TL;DR: Google has released Gemini 3, achieving a breakthrough 1501 Elo score on LMArena and demonstrating PhD-level reasoning with 37.5% on Humanity’s Last Exam. The release includes Gemini 3 Deep Think mode for enhanced reasoning, new agentic development platform Google Antigravity, and immediate availability across Search, Gemini app, AI Studio, and Vertex AI. The model excels at multimodal understanding with 81% on MMMU-Pro and tops WebDev Arena with 1487 Elo.

Google has unveiled Gemini 3, marking what CEO Sundar Pichai describes as “a new era of intelligence” that combines advanced reasoning, multimodal understanding, and agentic capabilities. The model represents a significant leap from Gemini 2.5 Pro, which topped LMArena for over six months.

Gemini 3 Pro achieves state-of-the-art performance across major AI benchmarks, including 91.9% on GPQA Diamond for PhD-level reasoning and 23.4% on MathArena Apex for advanced mathematics. Beyond text, the model demonstrates exceptional multimodal reasoning with 81% on MMMU-Pro and 87.6% on Video-MMMU.

“It’s state-of-the-art in reasoning, built to grasp depth and nuance — whether it’s perceiving the subtle clues in a creative idea, or peeling apart the overlapping layers of a difficult problem,” writes Pichai. The model is designed to understand context and intent with less prompting, representing what Google characterizes as evolution “from simply reading text and images to reading the room.”
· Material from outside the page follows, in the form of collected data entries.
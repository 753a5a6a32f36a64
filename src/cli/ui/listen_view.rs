use std::fmt::{self, Display, Formatter};

use crate::cli::listen::{ListenStopReason, ListenSummary, TargetSource};
use crate::model::{PeripheralIdentity, SampleBatch, StateChange};
use crate::utils::format_values;

use super::painter::Painter;

/// Renders the peripheral a listen run is about to connect to.
pub(crate) struct ListenTargetView<'a> {
    identity: &'a PeripheralIdentity,
    source: TargetSource,
    painter: &'a Painter,
}

impl<'a> ListenTargetView<'a> {
    pub(crate) fn new(
        identity: &'a PeripheralIdentity,
        source: TargetSource,
        painter: &'a Painter,
    ) -> Self {
        Self {
            identity,
            source,
            painter,
        }
    }
}

impl Display for ListenTargetView<'_> {
    fn fmt(&self, f: &mut Formatter<'_>) -> fmt::Result {
        write!(
            f,
            "{} {} {}",
            self.painter.heading("Target:"),
            self.painter.value(self.identity.display_label()),
            self.painter
                .muted(format!("({}, {})", self.identity.address(), self.source))
        )
    }
}

/// Renders one connection-state change.
pub(crate) struct StateLineView<'a> {
    change: &'a StateChange,
    painter: &'a Painter,
}

impl<'a> StateLineView<'a> {
    pub(crate) fn new(change: &'a StateChange, painter: &'a Painter) -> Self {
        Self { change, painter }
    }
}

impl Display for StateLineView<'_> {
    fn fmt(&self, f: &mut Formatter<'_>) -> fmt::Result {
        write!(
            f,
            "{} {}",
            self.painter.muted("state"),
            self.painter.state(self.change.state())
        )?;
        if let Some(device) = self.change.device_name() {
            write!(f, " {}", self.painter.muted(device))?;
        }
        Ok(())
    }
}

/// Renders one accepted sample batch.
pub(crate) struct BatchLineView<'a> {
    index: usize,
    batch: &'a SampleBatch,
    painter: &'a Painter,
}

impl<'a> BatchLineView<'a> {
    pub(crate) fn new(index: usize, batch: &'a SampleBatch, painter: &'a Painter) -> Self {
        Self {
            index,
            batch,
            painter,
        }
    }
}

impl Display for BatchLineView<'_> {
    fn fmt(&self, f: &mut Formatter<'_>) -> fmt::Result {
        let mean = self
            .batch
            .mean()
            .map_or_else(|| "-".to_string(), |mean| mean.to_string());
        write!(
            f,
            "{} {} {}",
            self.painter.muted(format!("[{:04}]", self.index)),
            self.painter.value(format!("mean={mean}")),
            self.painter
                .muted(format!("values={}", format_values(&self.batch.values())))
        )
    }
}

/// Renders the end-of-run summary.
pub(crate) struct ListenSummaryView<'a> {
    summary: &'a ListenSummary,
    painter: &'a Painter,
}

impl<'a> ListenSummaryView<'a> {
    pub(crate) fn new(summary: &'a ListenSummary, painter: &'a Painter) -> Self {
        Self { summary, painter }
    }
}

impl Display for ListenSummaryView<'_> {
    fn fmt(&self, f: &mut Formatter<'_>) -> fmt::Result {
        let reason = self.summary.stop_reason().to_string();
        let reason = match self.summary.stop_reason() {
            ListenStopReason::ReachedLimit => self.painter.success(reason),
            ListenStopReason::Interrupted | ListenStopReason::LinkClosed => {
                self.painter.warning(reason)
            }
        };
        write!(
            f,
            "{} {} {}",
            self.painter.heading("Stopped:"),
            reason,
            self.painter
                .value(format!("- received {} batch(es)", self.summary.batches()))
        )?;
        if let Some(path) = self.summary.export_path() {
            write!(
                f,
                "\n{} {}",
                self.painter.heading("Exported:"),
                self.painter.value(path.display().to_string())
            )?;
        }
        Ok(())
    }
}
Deep Think Mode and Agentic Development

Gemini 3 Deep Think mode pushes reasoning capabilities further, achieving 41.0% on Humanity’s Last Exam (without tools) and an unprecedented 45.1% on ARC-AGI-2, demonstrating novel problem-solving abilities. The enhanced mode will initially be available to safety testers before rolling out to Google AI Ultra subscribers.
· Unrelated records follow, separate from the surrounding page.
mod discovered_view;
mod listen_view;
mod painter;
mod record_view;
mod table;

pub(crate) use self::discovered_view::DiscoveredView;
pub(crate) use self::listen_view::{
    BatchLineView, ListenSummaryView, ListenTargetView, StateLineView,
};
pub(crate) use self::painter::Painter;
pub(crate) use self::record_view::SessionRecordView;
Google has introduced Antigravity, a new agentic development platform that transforms AI assistance from toolkit to active partner. Powered by Gemini 3’s advanced reasoning and tool use capabilities, Antigravity agents have direct access to editor, terminal, and browser—autonomously planning and executing complex end-to-end software tasks whilst validating their own code.

The platform integrates Gemini 2.5 Computer Use model for browser control and Nano Banana (Gemini 2.5 Image) for image editing, enabling agents to independently plan, code applications, and validate execution through browser-based computer use.

Superior Coding and Long-Horizon Planning

Gemini 3 demonstrates exceptional coding capabilities, topping WebDev Arena leaderboard with 1487 Elo and achieving 76.2% on SWE-bench Verified. The model scores 54.2% on Terminal-Bench 2.0, which tests tool use ability to operate computers via terminal.

For long-horizon planning, Gemini 3 Pro tops Vending-Bench 2, maintaining consistent tool usage and decision-making for a full simulated year of vending machine business operation. This improved planning capability enables more reliable multi-step workflows—from booking local services to organizing inboxes.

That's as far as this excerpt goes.